Port Maria Market vendors complainMonday, March 01, 2021
BY ROMARDO LYONS
A new market has been built in Port Maria, St Mary, at a cost of $56 million to accommodate all vendors, including those who were selling illegally on the streets of the town.However, vendors have complained that the location is not good for business as not many buyers have been visiting the new market.
There were repeated sighs of frustrated vendors, the hissing of teeth and the snores of those who had fallen asleep when the Jamaica Observer visited the market, recently. Vendors unleashed a string of complaints, saying the market's new location was stifling their businesses.
Maurice Morgan, 61, a vendor for more than 20 years, told the Observer that the market needs more promotion so business can return to normal. He contended that while on the roadside, even with the pandemic, he attracted more buyers.
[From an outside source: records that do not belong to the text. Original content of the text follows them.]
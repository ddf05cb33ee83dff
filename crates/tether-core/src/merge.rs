// SPDX-License-Identifier: Apache-2.0
// © James Ross Ω FLYING•ROBOTS <https://github.com/flyingrobots>
//! Content merge: turns a tree comparison into edits on live nodes.
//!
//! Merging is two-phase. [`plan`] walks the comparison of the previously
//! rendered content against the new content alongside the live nodes,
//! builds any replacement subtrees *detached*, and records edits as
//! [`MergeOp`]s. Nothing attached is touched until [`apply`], so a session
//! canceled between the two can discard the plan and leave the document as
//! it was.
//!
//! Elements carrying the bind attribute are holes owned by child bindings:
//! the walk records their live node as the child's host and never descends.

use rustc_hash::FxHashMap;
use tether_dom::{compare, Comparison, Content, DiffFlags, DifferenceKind, Document, DocumentError, Element, IndexPath, NodeId};
use tracing::warn;

use crate::binder::{is_hole, reconcile_tokens};

/// Inputs shared by one planning pass.
#[derive(Debug, Clone, Copy)]
pub struct MergeContext<'a> {
    /// Attribute declaring child regions.
    pub bind_attribute: &'a str,
    /// Attributes reconciled token by token.
    pub multi_value: &'a [String],
    /// Overwrite mode forced into a merge: a tag change keeps the old
    /// element's children and moves them into the replacement.
    pub forced: bool,
}

impl MergeContext<'_> {
    fn is_multi_value(&self, name: &str) -> bool {
        self.multi_value.iter().any(|m| m == name)
    }
}

/// One recorded edit.
#[derive(Debug, Clone, PartialEq, Eq)]
pub enum MergeOp {
    /// Replace a text node's text.
    SetText {
        /// Text node.
        node: NodeId,
        /// New text.
        text: String,
    },
    /// Set an attribute.
    SetAttr {
        /// Element.
        node: NodeId,
        /// Attribute name.
        name: String,
        /// New value.
        value: String,
    },
    /// Remove an attribute.
    RemoveAttr {
        /// Element.
        node: NodeId,
        /// Attribute name.
        name: String,
    },
    /// Put `new` where `old` is, then destroy `old`.
    Replace {
        /// Live node.
        old: NodeId,
        /// Detached replacement.
        new: NodeId,
    },
    /// Append a detached node.
    Append {
        /// Live parent.
        parent: NodeId,
        /// Detached node.
        node: NodeId,
    },
    /// Destroy a live node.
    Remove(NodeId),
    /// Move every child of `from` into `to`.
    MoveChildren {
        /// Source element.
        from: NodeId,
        /// Destination element.
        to: NodeId,
    },
}

/// Result of [`plan`].
#[derive(Debug, Default)]
pub struct MergePlan {
    /// Edits in application order.
    pub ops: Vec<MergeOp>,
    /// Root nodes after the merge, in order. Kept roots are live; new ones
    /// are detached until placed.
    pub roots: Vec<NodeId>,
    /// Host node of every region, by index path into the new content.
    pub hosts: FxHashMap<IndexPath, NodeId>,
    /// Detached subtrees built by the plan.
    pub built: Vec<NodeId>,
}

impl MergePlan {
    /// Returns `true` if applying the plan changes nothing.
    pub fn is_noop(&self) -> bool {
        self.ops.is_empty() && self.built.is_empty()
    }

    /// Host node of the region at `path`.
    pub fn host(&self, path: &[usize]) -> Option<NodeId> {
        self.hosts.get(path).copied()
    }

    /// Destroys subtrees the plan built but never attached.
    pub fn discard(&self, doc: &mut Document) {
        for node in &self.built {
            if doc.contains(*node)
                && !doc.is_attached(*node)
                && doc.parent(*node).is_none()
                && doc.destroy(*node).is_err()
            {
                warn!(node = %node, "built subtree vanished during discard");
            }
        }
    }
}

struct Planner<'d, 'c, 'a> {
    doc: &'d mut Document,
    cx: &'c MergeContext<'a>,
    plan: MergePlan,
}

/// Plans the merge of `new` over `live`, the nodes rendered from `old`.
///
/// With `old == None`, or when the live roots no longer line up with `old`,
/// every live root is removed and `new` is built from scratch.
pub fn plan(
    doc: &mut Document,
    old: Option<&Content>,
    new: &Content,
    live: &[NodeId],
    cx: &MergeContext<'_>,
) -> Result<MergePlan, DocumentError> {
    let mut p = Planner {
        doc,
        cx,
        plan: MergePlan::default(),
    };
    let news = new.roots();
    match old {
        Some(old) if old.roots().len() == live.len() => {
            let olds = old.roots();
            for i in 0..olds.len().max(news.len()) {
                match (olds.get(i), news.get(i)) {
                    (Some(o), Some(n)) => {
                        let cmp = compare(o, n);
                        let node = p.walk(live[i], &cmp, vec![i])?;
                        p.plan.roots.push(node);
                    }
                    (Some(_), None) => p.plan.ops.push(MergeOp::Remove(live[i])),
                    (None, Some(n)) => {
                        let node = p.build(n, vec![i])?;
                        p.plan.roots.push(node);
                    }
                    (None, None) => {}
                }
            }
        }
        _ => {
            p.plan.ops.extend(live.iter().map(|n| MergeOp::Remove(*n)));
            for (i, n) in news.iter().enumerate() {
                let node = p.build(n, vec![i])?;
                p.plan.roots.push(node);
            }
        }
    }
    Ok(p.plan)
}

impl Planner<'_, '_, '_> {
    fn hole<'e>(&self, content: &'e Content) -> Option<&'e Element> {
        content
            .as_element()
            .filter(|el| is_hole(el, self.cx.bind_attribute))
    }

    fn walk(&mut self, node: NodeId, cmp: &Comparison<'_>, path: IndexPath) -> Result<NodeId, DocumentError> {
        let (Some(a), Some(b)) = (cmp.a, cmp.b) else {
            return Ok(node);
        };
        if cmp.is_replacement() {
            let forced_tag = self.cx.forced
                && cmp.has(&DifferenceKind::Tag)
                && a.as_element().is_some();
            if let (true, Some(eb)) = (forced_tag, b.as_element()) {
                let shell = self.doc.create_element(&eb.tag, eb.attrs.clone());
                self.plan.built.push(shell);
                self.plan.ops.push(MergeOp::MoveChildren { from: node, to: shell });
                self.plan.ops.push(MergeOp::Replace { old: node, new: shell });
                if self.hole(b).is_some() {
                    self.plan.hosts.insert(path, shell);
                } else {
                    self.walk_children(node, shell, cmp, &path)?;
                }
                return Ok(shell);
            }
            let built = self.build(b, path)?;
            self.plan.ops.push(MergeOp::Replace { old: node, new: built });
            return Ok(built);
        }
        match (a, b) {
            (Content::Text(_), Content::Text(text)) => {
                if cmp.has(&DifferenceKind::Text) {
                    self.plan.ops.push(MergeOp::SetText {
                        node,
                        text: text.clone(),
                    });
                }
            }
            (Content::Element(ea), Content::Element(eb)) => {
                self.patch_attrs(node, cmp, ea, eb);
                if self.hole(b).is_some() {
                    self.plan.hosts.insert(path, node);
                } else {
                    self.walk_children(node, node, cmp, &path)?;
                }
            }
            _ => {}
        }
        Ok(node)
    }

    fn walk_children(
        &mut self,
        live_parent: NodeId,
        target: NodeId,
        cmp: &Comparison<'_>,
        path: &IndexPath,
    ) -> Result<(), DocumentError> {
        let live = self.doc.children(live_parent).to_vec();
        let a_count = cmp.children.iter().filter(|c| c.a.is_some()).count();
        if live.len() != a_count {
            // Someone restructured the children by hand; rebuild them.
            self.plan.ops.extend(live.iter().map(|n| MergeOp::Remove(*n)));
            for (i, child) in cmp.children.iter().enumerate() {
                if let Some(b) = child.b {
                    let node = self.build(b, child_path(path, i))?;
                    self.plan.ops.push(MergeOp::Append { parent: target, node });
                }
            }
            return Ok(());
        }
        for (i, child) in cmp.children.iter().enumerate() {
            match (child.a, child.b) {
                (Some(_), Some(_)) => {
                    self.walk(live[i], child, child_path(path, i))?;
                }
                (Some(_), None) => self.plan.ops.push(MergeOp::Remove(live[i])),
                (None, Some(b)) => {
                    let node = self.build(b, child_path(path, i))?;
                    self.plan.ops.push(MergeOp::Append { parent: target, node });
                }
                (None, None) => {}
            }
        }
        Ok(())
    }

    fn patch_attrs(&mut self, node: NodeId, cmp: &Comparison<'_>, a: &Element, b: &Element) {
        for (name, flags) in cmp.attribute_changes() {
            if flags.contains(DiffFlags::A_ONLY) {
                self.plan.ops.push(MergeOp::RemoveAttr {
                    node,
                    name: name.to_owned(),
                });
                continue;
            }
            let next = b.attr(name).unwrap_or_default();
            let value = match a.attr(name) {
                Some(prev) if self.cx.is_multi_value(name) => {
                    let live = self.doc.attr(node, name).unwrap_or_default();
                    reconcile_tokens(live, prev, next)
                }
                _ => next.to_owned(),
            };
            self.plan.ops.push(MergeOp::SetAttr {
                node,
                name: name.to_owned(),
                value,
            });
        }
    }

    /// Builds a detached subtree and records it for discard.
    fn build(&mut self, content: &Content, path: IndexPath) -> Result<NodeId, DocumentError> {
        let node = self.build_tree(content, path)?;
        self.plan.built.push(node);
        Ok(node)
    }

    fn build_tree(&mut self, content: &Content, path: IndexPath) -> Result<NodeId, DocumentError> {
        Ok(match content {
            Content::Text(t) => self.doc.create_text(t),
            Content::Element(el) => {
                let node = self.doc.create_element(&el.tag, el.attrs.clone());
                if is_hole(el, self.cx.bind_attribute) {
                    self.plan.hosts.insert(path, node);
                } else {
                    for (i, child) in el.children.iter().enumerate() {
                        let c = self.build_tree(child, child_path(&path, i))?;
                        self.doc.append_child(node, c)?;
                    }
                }
                node
            }
            Content::List(items) => {
                let frag = self.doc.create_fragment();
                for (i, child) in items.iter().enumerate() {
                    let c = self.build_tree(child, child_path(&path, i))?;
                    self.doc.append_child(frag, c)?;
                }
                frag
            }
        })
    }
}

fn child_path(path: &IndexPath, i: usize) -> IndexPath {
    let mut p = path.clone();
    p.push(i);
    p
}

/// Applies `plan` to the document.
pub fn apply(doc: &mut Document, plan: &MergePlan) -> Result<(), DocumentError> {
    for op in &plan.ops {
        match op {
            MergeOp::SetText { node, text } => doc.set_text(*node, text)?,
            MergeOp::SetAttr { node, name, value } => doc.set_attr(*node, name, value)?,
            MergeOp::RemoveAttr { node, name } => doc.remove_attr(*node, name)?,
            MergeOp::Replace { old, new } => {
                if doc.parent(*old).is_some() {
                    doc.replace(*old, *new)?;
                }
                if doc.contains(*old) {
                    doc.destroy(*old)?;
                }
            }
            MergeOp::Append { parent, node } => doc.append_child(*parent, *node)?,
            MergeOp::Remove(node) => {
                if doc.contains(*node) {
                    doc.destroy(*node)?;
                }
            }
            MergeOp::MoveChildren { from, to } => doc.move_children(*from, *to)?,
        }
    }
    Ok(())
}
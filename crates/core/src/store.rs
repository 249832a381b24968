//! Key-value store trait: the contract with the session store.
//!
//! Transcripts and cached credentials are persisted through this trait.
//! Implementations: in-memory (tests, single process) and Redis.

use async_trait::async_trait;
use std::time::Duration;
use crate::error::StoreError;

#[async_trait]
pub trait KvStore: Send + Sync {
    /// The backend name (e.g., "memory", "redis").
    fn name(&self) -> &str;

    /// Fetch a value; `None` when absent or expired.
    async fn get(&self, key: &str) -> std::result::Result<Option<String>, StoreError>;

    /// Store a value, replacing any previous one. `ttl` of `None` never expires.
    async fn set(&self, key: &str, value: &str, ttl: Option<Duration>) -> std::result::Result<(), StoreError>;

    /// Remove a key. Removing an absent key is not an error.
    async fn delete(&self, key: &str) -> std::result::Result<(), StoreError>;
}
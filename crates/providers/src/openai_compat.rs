//! OpenAI-compatible provider implementation.
//!
//! Works with OpenAI, Azure-style proxies, vLLM, and any endpoint exposing
//! `/chat/completions` with function calling.
//!
//! A 400 that complains about unanswered `tool_calls` is classified as
//! [`ProviderError::TranscriptDesync`] so the orchestrator can repair the
//! session instead of surfacing a protocol error.

use async_trait::async_trait;
use recruitr_core::error::ProviderError;
use recruitr_core::message::{Message, MessageToolCall};
use recruitr_core::provider::*;
use serde::{Deserialize, Serialize};
use std::time::Duration;
use tracing::{debug, warn};

const DEFAULT_TIMEOUT: Duration = Duration::from_secs(10);

/// An OpenAI-compatible LLM provider.
pub struct OpenAiCompatProvider {
    name: String,
    base_url: String,
    api_key: String,
    client: reqwest::Client,
}

impl OpenAiCompatProvider {
    /// Create a new OpenAI-compatible provider.
    pub fn new(
        name: impl Into<String>,
        base_url: impl Into<String>,
        api_key: impl Into<String>,
    ) -> Self {
        Self {
            name: name.into(),
            base_url: base_url.into().trim_end_matches('/').to_string(),
            api_key: api_key.into(),
            client: build_client(DEFAULT_TIMEOUT),
        }
    }

    /// Create an OpenAI provider (convenience constructor).
    pub fn openai(api_key: impl Into<String>) -> Self {
        Self::new("openai", "https://api.openai.com/v1", api_key)
    }

    /// Replace the per-request timeout.
    pub fn with_timeout(mut self, timeout: Duration) -> Self {
        self.client = build_client(timeout);
        self
    }

    /// Convert our Message types to OpenAI API format.
    fn to_api_messages(messages: &[Message]) -> Vec<ApiMessage> {
        messages
            .iter()
            .map(|m| match m {
                Message::System { content } => ApiMessage::plain("system", content),
                Message::User { content } => ApiMessage::plain("user", content),
                Message::Assistant { content, tool_calls } => ApiMessage {
                    role: "assistant".into(),
                    content: content.clone(),
                    tool_calls: if tool_calls.is_empty() {
                        None
                    } else {
                        Some(tool_calls.iter().map(ApiToolCall::from_call).collect())
                    },
                    tool_call_id: None,
                    name: None,
                },
                Message::Tool {
                    tool_call_id,
                    name,
                    content,
                } => ApiMessage {
                    role: "tool".into(),
                    content: Some(content.clone()),
                    tool_calls: None,
                    tool_call_id: Some(tool_call_id.clone()),
                    name: Some(name.clone()),
                },
            })
            .collect()
    }

    /// Convert tool definitions to OpenAI API format.
    fn to_api_tools(tools: &[ToolDefinition]) -> Vec<ApiToolDefinition> {
        tools
            .iter()
            .map(|t| ApiToolDefinition {
                r#type: "function".into(),
                function: ApiToolFunction {
                    name: t.name.clone(),
                    description: t.description.clone(),
                    parameters: t.parameters.clone(),
                },
            })
            .collect()
    }

    fn request_body(request: &ProviderRequest) -> serde_json::Value {
        let mut body = serde_json::json!({
            "model": request.model,
            "messages": Self::to_api_messages(&request.messages),
            "temperature": request.temperature,
        });

        if let Some(max_tokens) = request.max_tokens {
            body["max_tokens"] = serde_json::json!(max_tokens);
        }

        // The API rejects tool_choice without tools.
        if !request.tools.is_empty() {
            body["tools"] = serde_json::json!(Self::to_api_tools(&request.tools));
            body["tool_choice"] = serde_json::json!(request.tool_choice);
        }

        body
    }

    fn into_message(api: ApiMessage) -> Message {
        let tool_calls: Vec<MessageToolCall> = api
            .tool_calls
            .unwrap_or_default()
            .into_iter()
            .map(|tc| MessageToolCall {
                id: tc.id,
                name: tc.function.name,
                arguments: tc.function.arguments,
            })
            .collect();

        if tool_calls.is_empty() {
            Message::assistant(api.content.unwrap_or_default())
        } else {
            Message::assistant_tool_calls(api.content, tool_calls)
        }
    }
}

fn build_client(timeout: Duration) -> reqwest::Client {
    reqwest::Client::builder()
        .timeout(timeout)
        .build()
        .unwrap_or_else(|e| {
            warn!(error = %e, "Falling back to default HTTP client");
            reqwest::Client::new()
        })
}

/// Map a non-success HTTP status and body to a provider error.
fn classify_error(status: u16, body: String) -> ProviderError {
    match status {
        429 => ProviderError::RateLimited {
            retry_after_secs: 5,
        },
        401 | 403 => ProviderError::AuthenticationFailed(
            "Invalid API key or insufficient permissions".into(),
        ),
        400 if is_desync(&body) => ProviderError::TranscriptDesync(body),
        _ => ProviderError::ApiError {
            status_code: status,
            message: body,
        },
    }
}

/// Rejection wording for a transcript whose tool calls and tool messages
/// do not pair up.
const DESYNC_MARKERS: &[&str] = &[
    "must be followed by tool messages responding to each 'tool_call_id'",
    "did not have response messages",
    "must be a response to a preceeding message with 'tool_calls'",
    "must be a response to a preceding message with 'tool_calls'",
];

/// True when the service rejected the transcript for an assistant tool
/// request that lacks matching tool messages, or a tool message with no
/// request before it.
fn is_desync(body: &str) -> bool {
    DESYNC_MARKERS.iter().any(|marker| body.contains(marker))
}

#[async_trait]
impl recruitr_core::Provider for OpenAiCompatProvider {
    fn name(&self) -> &str {
        &self.name
    }

    async fn complete(
        &self,
        request: ProviderRequest,
    ) -> std::result::Result<ProviderResponse, ProviderError> {
        let url = format!("{}/chat/completions", self.base_url);
        let body = Self::request_body(&request);

        debug!(
            provider = %self.name,
            model = %request.model,
            messages = request.messages.len(),
            tools = request.tools.len(),
            "Sending completion request"
        );

        let response = self
            .client
            .post(&url)
            .bearer_auth(&self.api_key)
            .json(&body)
            .send()
            .await
            .map_err(|e| {
                if e.is_timeout() {
                    ProviderError::Timeout(e.to_string())
                } else {
                    ProviderError::Network(e.to_string())
                }
            })?;

        let status = response.status().as_u16();
        if status != 200 {
            let error_body = response.text().await.unwrap_or_default();
            warn!(status, body = %error_body, "Provider returned error");
            return Err(classify_error(status, error_body));
        }

        let api_response: ApiResponse =
            response.json().await.map_err(|e| ProviderError::ApiError {
                status_code: 200,
                message: format!("Failed to parse response: {e}"),
            })?;

        let choice =
            api_response
                .choices
                .into_iter()
                .next()
                .ok_or_else(|| ProviderError::ApiError {
                    status_code: 200,
                    message: "No choices in response".into(),
                })?;

        let usage = api_response.usage.map(|u| Usage {
            prompt_tokens: u.prompt_tokens,
            completion_tokens: u.completion_tokens,
            total_tokens: u.total_tokens,
        });

        Ok(ProviderResponse {
            message: Self::into_message(choice.message),
            usage,
            model: api_response.model,
        })
    }
}

// --- OpenAI API types ---

#[derive(Debug, Serialize, Deserialize)]
struct ApiMessage {
    role: String,
    #[serde(default, skip_serializing_if = "Option::is_none")]
    content: Option<String>,
    #[serde(default, skip_serializing_if = "Option::is_none")]
    tool_calls: Option<Vec<ApiToolCall>>,
    #[serde(default, skip_serializing_if = "Option::is_none")]
    tool_call_id: Option<String>,
    #[serde(default, skip_serializing_if = "Option::is_none")]
    name: Option<String>,
}

impl ApiMessage {
    fn plain(role: &str, content: &str) -> Self {
        Self {
            role: role.into(),
            content: Some(content.into()),
            tool_calls: None,
            tool_call_id: None,
            name: None,
        }
    }
}

#[derive(Debug, Serialize, Deserialize)]
struct ApiToolCall {
    id: String,
    r#type: String,
    function: ApiFunction,
}

impl ApiToolCall {
    fn from_call(call: &MessageToolCall) -> Self {
        Self {
            id: call.id.clone(),
            r#type: "function".into(),
            function: ApiFunction {
                name: call.name.clone(),
                arguments: call.arguments.clone(),
            },
        }
    }
}

#[derive(Debug, Serialize, Deserialize)]
struct ApiFunction {
    name: String,
    arguments: String,
}

#[derive(Debug, Serialize, Deserialize)]
struct ApiToolDefinition {
    r#type: String,
    function: ApiToolFunction,
}

#[derive(Debug, Serialize, Deserialize)]
struct ApiToolFunction {
    name: String,
    description: String,
    parameters: serde_json::Value,
}

#[derive(Debug, Deserialize)]
struct ApiResponse {
    model: String,
    choices: Vec<ApiChoice>,
    usage: Option<ApiUsage>,
}

#[derive(Debug, Deserialize)]
struct ApiChoice {
    message: ApiMessage,
}

#[derive(Debug, Deserialize)]
struct ApiUsage {
    prompt_tokens: u32,
    completion_tokens: u32,
    total_tokens: u32,
}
“We nah make no money. A waste we a waste time ova yah suh. From morning me in here and we nuh sell $1,200. Right yah now, the facility nuh finish yet. It nuh organise properly. Enough stall nuh ina the market. The market never ready for us yet. The place need proper advertisement, so the people can know seh market round here suh. Nobody nah come round yah suh. And by time this thing fi develop, we goods dem spoil and we cah find back no more money fi go back a market,” he lamented.
In 2019, prior to the completion of the market, mayor of Port Maria, Councillor Richard Creary, said vendors who hustle on the streets in the parish capital affect the “law and order of the city”, an issue he said the police failed to address. Speaking at a St Mary Municipal Corporation meeting then, the mayor declared that no vendor would be allowed to sell outside the market after it was completed.
But an upset Morgan said he had to throw out two boxes of plantains recently because he had them for too long.
“In every week, there is something you must lose. Look how dem black,” he said in a defeated tone, while pointing at plantains at his stall. “The goods dem a spoil! All cabbage, the amount weh me dash weh this morning.”
However, Morgan admitted that the vendors put themselves in such an unfavourable situation. Their behaviour on the road before, he said, is why they are confined to the market today.
“We never so good pon the road. We the higglers make things bad sometimes. Dem nuh give people space fi walk on the street. Everybody just nuh business… a man just a think about selling and the dollar him can make. But the good a suffer fi the bad. It terrible. Right now me have me yute a college and me nuh see where this going anywhere.”
Another vendor, 51-year-old Dorothy Beckford, has been selling in the market for three weeks. She is conflicted by her happiness for a secured selling space and the discontentment caused by the absence of profit.
“Me glad fi di market, but with all fairness, a bare seller in yah and no buyer. From me come round here, fi mi business mash up. And me nuh have no alternative… me bread lick outa me mouth. No other business nuh over this side fi attract the people ova yah suh. The market alone nah carry it. If two other business did over this side fi carry the people over here, it woulda work,” she said.
Added Beckford: “Today a Thursday… big market day. Yuh see any buyer? All a we siddung in here from morning. The mayor try him best but we nah sell. Every week we have to pay $500 and that is no problem because we ina a comfortable zone. If a did even $1,000 or $1,500 and we a sell, no problem. But yuh round here fi the whole week and nah sell a thing.”
Mary McFarlane, a breadfruit vendor, was also frustrated. McFarlane, restrained in her discourse, said: “Nothing nah gwaan fi we; things slow. Yuh hardly see people a come in. If me did still deh outside pon the road, most a dem breadfruit here woulda done already. Me sure a dat.”
Meanwhile, Mayor Creary told the Observer that no roadside vending will be facilitated.
“We opened the market... and since then we have rid the streets of vending totally. Not only the cart vendors; you had a number of clothes vendors who used to hang clothes on persons business places. That is a thing of the past and we plan to maintain it in that way. It was a collaborative effort between the corporation and it's something that we've been working on for years. The streets of Port Maria are the cleanest they have been in perhaps decades.”